Help me better understand Bypass Diode Function Please.

[Nonlin]

I think I get it but not sure.

Does a bypass diode activate once the PV cells in series produce voltage that is too low?

If so what is that threshold?
And if that treshold varies per panel how can I learn to read a spec sheet to understand that so I can get an idea for what shading is too much shading for a panel?

Because panels are supposed to still make power even partial shading but too much partial shading would kill all the PV cells in that series right?

 

[zanydroid]

I think I get it but not sure.

Does a bypass diode activate once the PV cells in series produce voltage that is too low?

Bypass diodes activate in response to MPPTs forcing a string voltage.

If a cell is shaded, then its output current at all voltages is going to be reduced. It's probably close to a linear response. By KCL (Kirchoff's current law) every cell in a series has the same current.

If you don't have bypass diodes then either the current will be choked, OR the current manages to pass through because photo cell has experienced some kind of breakdown event (these are bad and damage the photo cell.

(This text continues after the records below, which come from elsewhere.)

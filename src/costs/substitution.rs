//! Substitution cost tables

use super::SubstitutionCost;

/// Both characters, or `None` when either index is out of range
#[inline]
fn pair(a: &[char], index_a: usize, b: &[char], index_b: usize) -> Option<(char, char)> {
    Some((*a.get(index_a)?, *b.get(index_b)?))
}

/// Edit-distance table: 0 for identical characters, 1 otherwise
///
/// The range name reads like a score (match 1, mismatch 0) but the values are
/// edit costs, so Levenshtein and Needleman-Wunsch minimise over them.
#[derive(Debug, Clone, Copy, Default, PartialEq, Eq)]
pub struct SubCostRange0To1;

impl SubstitutionCost for SubCostRange0To1 {
    fn short_description(&self) -> &'static str {
        "SubCostRange0To1"
    }

    fn cost(&self, a: &[char], index_a: usize, b: &[char], index_b: usize) -> f64 {
        match pair(a, index_a, b, index_b) {
            Some((x, y)) if x != y => 1.0,
            Some(_) => 0.0,
            None => self.min_cost(),
        }
    }

    fn max_cost(&self) -> f64 {
        1.0
    }

    fn min_cost(&self) -> f64 {
        0.0
    }
}

/// Bipolar scoring table: 1 on match, -2 on mismatch
#[derive(Debug, Clone, Copy, Default, PartialEq, Eq)]
pub struct SubCostRange1ToMinus2;

impl SubstitutionCost for SubCostRange1ToMinus2 {
    fn short_description(&self) -> &'static str {
        "SubCostRange1ToMinus2"
    }

    fn cost(&self, a: &[char], index_a: usize, b: &[char], index_b: usize) -> f64 {
        match pair(a, index_a, b, index_b) {
            Some((x, y)) if x == y => 1.0,
            Some(_) => -2.0,
            None => self.min_cost(),
        }
    }

    fn max_cost(&self) -> f64 {
        1.0
    }

    fn min_cost(&self) -> f64 {
        -2.0
    }
}

const EXACT_MATCH: f64 = 5.0;
const APPROX_MATCH: f64 = 3.0;
const MISMATCH: f64 = -3.0;

/// Characters that sound or look alike enough to earn a partial match
const PHONETIC_CLASSES: [&[char]; 7] = [
    &['d', 't'],
    &['g', 'j'],
    &['l', 'r'],
    &['m', 'n'],
    &['b', 'p', 'v'],
    &['a', 'e', 'i', 'o', 'u'],
    &[',', '.'],
];

/// Phonetic table: 5 on a case-insensitive match, 3 within a phonetic class,
/// -3 otherwise
#[derive(Debug, Clone, Copy, Default, PartialEq, Eq)]
pub struct SubCostRange5ToMinus3;

impl SubCostRange5ToMinus3 {
    fn same_class(x: char, y: char) -> bool {
        PHONETIC_CLASSES
            .iter()
            .any(|class| class.contains(&x) && class.contains(&y))
    }
}

impl SubstitutionCost for SubCostRange5ToMinus3 {
    fn short_description(&self) -> &'static str {
        "SubCostRange5ToMinus3"
    }

    fn cost(&self, a: &[char], index_a: usize, b: &[char], index_b: usize) -> f64 {
        let Some((x, y)) = pair(a, index_a, b, index_b) else {
            return self.min_cost();
        };
        let x = x.to_ascii_lowercase();
        let y = y.to_ascii_lowercase();
        if x == y {
            EXACT_MATCH
        } else if Self::same_class(x, y) {
            APPROX_MATCH
        } else {
            MISMATCH
        }
    }

    fn max_cost(&self) -> f64 {
        EXACT_MATCH
    }

    fn min_cost(&self) -> f64 {
        MISMATCH
    }
}
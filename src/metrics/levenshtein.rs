//! Levenshtein edit distance

use tracing::trace;

use super::{chars, unit, AlignmentMatrix, StringMetric};
use crate::costs::{SubCostRange0To1, SubstitutionCost};

const LEVENSHTEIN_COST_MS: f64 = 1.8e-4;

/// Insertions and deletions cost 1; substitutions come from the cost table
const INDEL_COST: f64 = 1.0;

#[derive(Debug)]
pub struct Levenshtein {
    cost: Box<dyn SubstitutionCost>,
}

impl Default for Levenshtein {
    fn default() -> Self {
        Self::new()
    }
}

impl Levenshtein {
    pub fn new() -> Self {
        Self::with_cost(Box::new(SubCostRange0To1))
    }

    pub fn with_cost(cost: Box<dyn SubstitutionCost>) -> Self {
        Self { cost }
    }

    /// Minimum edit cost turning `a` into `b`
    pub fn distance(&self, a: &[char], b: &[char]) -> f64 {
        let (n, m) = (a.len(), b.len());
        if n == 0 {
            return m as f64 * INDEL_COST;
        }
        if m == 0 {
            return n as f64 * INDEL_COST;
        }

        trace!("levenshtein matrix {}x{}", n + 1, m + 1);
        let mut d = AlignmentMatrix::new(n + 1, m + 1);
        for i in 0..=n {
            d[(i, 0)] = i as f64 * INDEL_COST;
        }
        for j in 0..=m {
            d[(0, j)] = j as f64 * INDEL_COST;
        }

        for i in 1..=n {
            for j in 1..=m {
                let cost = self.cost.cost(a, i - 1, b, j - 1);
                d[(i, j)] = (d[(i - 1, j)] + INDEL_COST)
                    .min(d[(i, j - 1)] + INDEL_COST)
                    .min(d[(i - 1, j - 1)] + cost);
            }
        }
        d[(n, m)]
    }
}

impl StringMetric for Levenshtein {
    fn short_description(&self) -> String {
        "Levenshtein".to_string()
    }

    fn long_description(&self) -> String {
        format!(
            "Levenshtein edit distance, unit insert/delete, {} substitutions",
            self.cost.short_description()
        )
    }

    fn similarity(&self, a: &str, b: &str) -> f64 {
        let a = chars(a);
        let b = chars(b);
        let longest = a.len().max(b.len());
        if longest == 0 {
            return 1.0;
        }
        let worst = longest as f64 * self.cost.max_cost().max(INDEL_COST);
        unit(1.0 - self.distance(&a, &b) / worst)
    }

    fn unnormalized_similarity(&self, a: &str, b: &str) -> f64 {
        self.distance(&chars(a), &chars(b))
    }

    fn estimated_cost(&self, a: &str, b: &str) -> f64 {
        let la = a.chars().count() as f64;
        let lb = b.chars().count() as f64;
        la * lb * LEVENSHTEIN_COST_MS
    }
}

#[cfg(test)]
mod tests {
    use super::*;

    #[test]
    fn test_kitten_sitting() {
        let metric = Levenshtein::new();
        assert_eq!(metric.unnormalized_similarity("kitten", "sitting"), 3.0);
        assert!((metric.similarity("kitten", "sitting") - (1.0 - 3.0 / 7.0)).abs() < 1e-12);
    }

    #[test]
    fn test_empty_inputs() {
        let metric = Levenshtein::new();
        assert_eq!(metric.similarity("", ""), 1.0);
        assert_eq!(metric.unnormalized_similarity("", "abc"), 3.0);
        assert_eq!(metric.similarity("", "abc"), 0.0);
        assert_eq!(metric.unnormalized_similarity("ab", ""), 2.0);
    }

    #[test]
    fn test_unicode_counts_chars() {
        let metric = Levenshtein::new();
        assert_eq!(metric.unnormalized_similarity("café", "cafe"), 1.0);
    }

    #[test]
    fn test_estimated_cost_is_quadratic() {
        let metric = Levenshtein::new();
        let small = metric.estimated_cost("abcd", "abcd");
        let large = metric.estimated_cost("abcdabcd", "abcdabcd");
        assert!((large / small - 4.0).abs() < 1e-9);
    }
}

In fact preventing this breakdown is one of the reasons that bypass diodes must be added every N volts worth of cells).

If so what is that threshold?
And if that treshold varies per panel how can I learn to read a spec sheet to understand that so I can get an idea for what shading is too much shading for a panel?

Any shading is bad, and you can bet that there will be some time of the year where it's going to suffer the worst case. Anything above that the worst case is a boon from solar gods. There is no need to read a spec sheet. Well, besides learning what the internal layout is for, say, a half-cut format is so you are aware that there is a separate "blocking domain". Another type is shingled cell, which also gives alternate paths to bypass shading.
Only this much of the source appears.